EXERCISE DATA:
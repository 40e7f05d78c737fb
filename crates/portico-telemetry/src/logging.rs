//! Structured logging for Portico services.
//!
//! Provides JSON or human-readable log output on the
//! tracing-subscriber ecosystem, with env-filter level control.
//!
//! # Example
//!
//! ```rust,no_run
//! use portico_telemetry::logging::{LogConfig, init_logging};
//!
//! init_logging(&LogConfig::default()).unwrap();
//!
//! tracing::info!(route = "/users/:id", "route registered");
//! ```

use crate::error::TelemetryError;
use crate::TelemetryResult;
use tracing_subscriber::fmt::format::FmtSpan;
use tracing_subscriber::layer::SubscriberExt;
use tracing_subscriber::util::SubscriberInitExt;
use tracing_subscriber::{EnvFilter, Layer};

/// Logging configuration.
#[derive(Debug, Clone)]
pub struct LogConfig {
    /// Whether logging is enabled.
    pub enabled: bool,

    /// Log level (e.g., "info", "debug", "warn").
    pub level: String,

    /// Whether to output JSON format.
    pub json_format: bool,

    /// Whether to include span close events.
    pub span_events: bool,

    /// Whether to include file/line info.
    pub file_line_info: bool,

    /// Whether to include target (module path).
    pub include_target: bool,
}

impl Default for LogConfig {
    fn default() -> Self {
        Self {
            enabled: true,
            level: "info".to_string(),
            json_format: true, // JSON by default for production
            span_events: false,
            file_line_info: false,
            include_target: true,
        }
    }
}

impl LogConfig {
    /// Creates a development configuration with human-readable output.
    #[must_use]
    pub fn development() -> Self {
        Self {
            enabled: true,
            level: "debug".to_string(),
            json_format: false,
            span_events: true,
            file_line_info: true,
            include_target: true,
        }
    }

    /// Creates a production configuration with JSON output.
    #[must_use]
    pub fn production() -> Self {
        Self::default()
    }
}

/// Initializes the logging subsystem.
///
/// The `RUST_LOG` environment variable overrides the configured
/// level when set.
///
/// # Errors
///
/// Returns [`TelemetryError::LoggingInit`] when the filter does not
/// parse or a global subscriber is already installed.
pub fn init_logging(config: &LogConfig) -> TelemetryResult<()> {
    if !config.enabled {
        return Ok(());
    }

    let filter = EnvFilter::try_from_default_env()
        .or_else(|_| EnvFilter::try_new(&config.level))
        .map_err(|e| TelemetryError::LoggingInit(format!("invalid filter: {e}")))?;

    let span_events = if config.span_events {
        FmtSpan::CLOSE
    } else {
        FmtSpan::NONE
    };

    let fmt_layer = tracing_subscriber::fmt::layer()
        .with_target(config.include_target)
        .with_file(config.file_line_info)
        .with_line_number(config.file_line_info)
        .with_span_events(span_events);

    let fmt_layer = if config.json_format {
        fmt_layer.json().boxed()
    } else {
        fmt_layer.boxed()
    };

    tracing_subscriber::registry()
        .with(filter)
        .with(fmt_layer)
        .try_init()
        .map_err(|e| TelemetryError::LoggingInit(e.to_string()))?;

    Ok(())
}
//! Response writer with a send-once seal.
//!
//! [`ResponseWriter`] is the mutable build side of a request: pending
//! status, ordered headers, and at most one content value. Calling
//! [`ResponseWriter::send`] seals the writer exactly once; a second
//! call fails with [`HttpError::ResponseAlreadySent`]. This is the
//! invariant that makes double responses impossible to miss.

use std::path::PathBuf;

use bytes::Bytes;
use http::header::{HeaderName, HeaderValue, CONTENT_TYPE};
use http::StatusCode;
use http_body_util::Full;
use serde::Serialize;

use crate::error::{HttpError, HttpResult};

/// The HTTP response type produced by a sealed writer.
pub type Response = http::Response<Full<Bytes>>;

/// Pending response content. At most one is set per response.
#[derive(Debug, Clone, PartialEq, Eq)]
pub enum ResponseContent {
    /// No body.
    None,
    /// Pre-serialized JSON bytes.
    Json(Bytes),
    /// Plain text.
    Text(String),
    /// Raw bytes.
    Bytes(Bytes),
    /// A file read from disk at send time.
    File(PathBuf),
}

impl ResponseContent {
    /// Returns the implicit content type for this content, if any.
    fn content_type(&self) -> Option<&'static str> {
        match self {
            Self::None => None,
            Self::Json(_) => Some("application/json"),
            Self::Text(_) => Some("text/plain; charset=utf-8"),
            Self::Bytes(_) | Self::File(_) => Some("application/octet-stream"),
        }
    }
}

#[derive(Debug)]
enum WriterState {
    Pending {
        status: Option<StatusCode>,
        headers: Vec<(HeaderName, HeaderValue)>,
        content: ResponseContent,
    },
    Sent(Sealed),
}

#[derive(Debug)]
struct Sealed {
    status: StatusCode,
    headers: Vec<(HeaderName, HeaderValue)>,
    content_type: Option<&'static str>,
    body: Bytes,
}

/// Mutable response builder with a send-once seal.
///
/// Builder calls are chainable and mutate pending state. Once
/// [`send`](Self::send) has sealed the writer, further mutators are
/// warn-logged no-ops and a second `send` fails with
/// [`HttpError::ResponseAlreadySent`].
///
/// # Example
///
/// ```
/// use portico_core::ResponseWriter;
/// use http::StatusCode;
///
/// # tokio_test::block_on(async {
/// let mut res = ResponseWriter::new();
/// res.status(StatusCode::CREATED)
///     .header("location", "/users/42")
///     .json(&serde_json::json!({"id": 42}))
///     .unwrap();
/// res.send().await.unwrap();
///
/// assert!(res.is_sent());
/// assert!(res.send().await.is_err());
/// # });
/// ```
#[derive(Debug)]
pub struct ResponseWriter {
    state: WriterState,
}

impl ResponseWriter {
    /// Creates a writer with no status, headers, or content decided.
    #[must_use]
    pub fn new() -> Self {
        Self {
            state: WriterState::Pending {
                status: None,
                headers: Vec::new(),
                content: ResponseContent::None,
            },
        }
    }

    /// Returns true once the writer has been sealed.
    #[must_use]
    pub fn is_sent(&self) -> bool {
        matches!(self.state, WriterState::Sent(_))
    }

    /// Returns the decided status code, pending or sealed.
    #[must_use]
    pub fn status_code(&self) -> Option<StatusCode> {
        match &self.state {
            WriterState::Pending { status, .. } => *status,
            WriterState::Sent(sealed) => Some(sealed.status),
        }
    }

    /// Sets the pending status code.
    pub fn status(&mut self, status: StatusCode) -> &mut Self {
        if let WriterState::Pending { status: slot, .. } = &mut self.state {
            *slot = Some(status);
        } else {
            tracing::warn!("status() ignored: response already sent");
        }
        self
    }

    /// Appends a header. At seal time later entries override earlier
    /// ones with the same name.
    ///
    /// Invalid header names or values are warn-logged and dropped.
    pub fn header(&mut self, name: impl AsRef<str>, value: impl AsRef<str>) -> &mut Self {
        if let WriterState::Pending { headers, .. } = &mut self.state {
            match (
                HeaderName::from_bytes(name.as_ref().as_bytes()),
                HeaderValue::from_str(value.as_ref()),
            ) {
                (Ok(name), Ok(value)) => headers.push((name, value)),
                _ => tracing::warn!(header = name.as_ref(), "invalid header dropped"),
            }
        } else {
            tracing::warn!("header() ignored: response already sent");
        }
        self
    }

    /// Sets JSON content, serializing the value now.
    ///
    /// # Errors
    ///
    /// Returns an internal error when serialization fails.
    pub fn json<T: Serialize>(&mut self, value: &T) -> HttpResult<&mut Self> {
        let bytes = serde_json::to_vec(value)
            .map_err(|e| HttpError::internal_with_source("JSON serialization failed", e))?;
        self.set_content(ResponseContent::Json(Bytes::from(bytes)));
        Ok(self)
    }

    /// Sets plain-text content.
    pub fn text(&mut self, body: impl Into<String>) -> &mut Self {
        self.set_content(ResponseContent::Text(body.into()));
        self
    }

    /// Sets raw byte content.
    pub fn bytes(&mut self, body: impl Into<Bytes>) -> &mut Self {
        self.set_content(ResponseContent::Bytes(body.into()));
        self
    }

    /// Sets file content, read from disk when the writer is sent.
    pub fn file(&mut self, path: impl Into<PathBuf>) -> &mut Self {
        self.set_content(ResponseContent::File(path.into()));
        self
    }

    fn set_content(&mut self, new: ResponseContent) {
        if let WriterState::Pending { content, .. } = &mut self.state {
            *content = new;
        } else {
            tracing::warn!("content ignored: response already sent");
        }
    }

    /// Seals the writer.
    ///
    /// The pending status (200 when unset), headers, and content are
    /// frozen; file content is read from disk here. The returned
    /// future resolves once sealing completes — the transport flush
    /// happens when the connection task writes the sealed response.
    ///
    /// # Errors
    ///
    /// - [`HttpError::ResponseAlreadySent`] on a second call.
    /// - An internal error when file content cannot be read; the
    ///   writer stays pending so an error handler can still respond.
    pub async fn send(&mut self) -> HttpResult<()> {
        let (status, headers, content) = match &mut self.state {
            WriterState::Sent(_) => return Err(HttpError::ResponseAlreadySent),
            WriterState::Pending {
                status,
                headers,
                content,
            } => (
                status.unwrap_or(StatusCode::OK),
                std::mem::take(headers),
                std::mem::replace(content, ResponseContent::None),
            ),
        };

        let content_type = content.content_type();
        let body = match content {
            ResponseContent::None => Bytes::new(),
            ResponseContent::Json(bytes) | ResponseContent::Bytes(bytes) => bytes,
            ResponseContent::Text(text) => Bytes::from(text),
            ResponseContent::File(path) => match tokio::fs::read(&path).await {
                Ok(data) => Bytes::from(data),
                Err(e) => {
                    // Restore the pending state minus the unreadable file.
                    self.state = WriterState::Pending {
                        status: Some(status),
                        headers,
                        content: ResponseContent::None,
                    };
                    return Err(HttpError::internal_with_source(
                        format!("failed to read response file '{}'", path.display()),
                        e,
                    ));
                }
            },
        };

        self.state = WriterState::Sent(Sealed {
            status,
            headers,
            content_type,
            body,
        });
        Ok(())
    }

    /// Converts the writer into the final HTTP response.
    ///
    /// A writer that was never sent seals with its pending state
    /// (unset status becomes 200, file content becomes empty); the
    /// dispatch loop always sends before converting, so that path is
    /// a fallback.
    #[must_use]
    pub fn into_response(self) -> Response {
        let sealed = match self.state {
            WriterState::Sent(sealed) => sealed,
            WriterState::Pending {
                status,
                headers,
                content,
            } => {
                let content_type = content.content_type();
                let body = match content {
                    ResponseContent::Json(bytes) | ResponseContent::Bytes(bytes) => bytes,
                    ResponseContent::Text(text) => Bytes::from(text),
                    ResponseContent::None | ResponseContent::File(_) => Bytes::new(),
                };
                Sealed {
                    status: status.unwrap_or(StatusCode::OK),
                    headers,
                    content_type,
                    body,
                }
            }
        };

        let mut response = http::Response::new(Full::new(sealed.body));
        *response.status_mut() = sealed.status;

        let header_map = response.headers_mut();
        if let Some(ct) = sealed.content_type {
            header_map.insert(CONTENT_TYPE, HeaderValue::from_static(ct));
        }
        // Later writes override earlier ones for the same name.
        for (name, value) in sealed.headers {
            header_map.insert(name, value);
        }

        response
    }
}

impl Default for ResponseWriter {
    fn default() -> Self {
        Self::new()
    }
}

PROMPT: Copy every line of the listing containing the string "disk".

WRITTEN RESPONSE:
    /// A file read from disk at send time.
    /// Sets file content, read from disk when the writer is sent.
    /// frozen; file content is read from disk here. The returned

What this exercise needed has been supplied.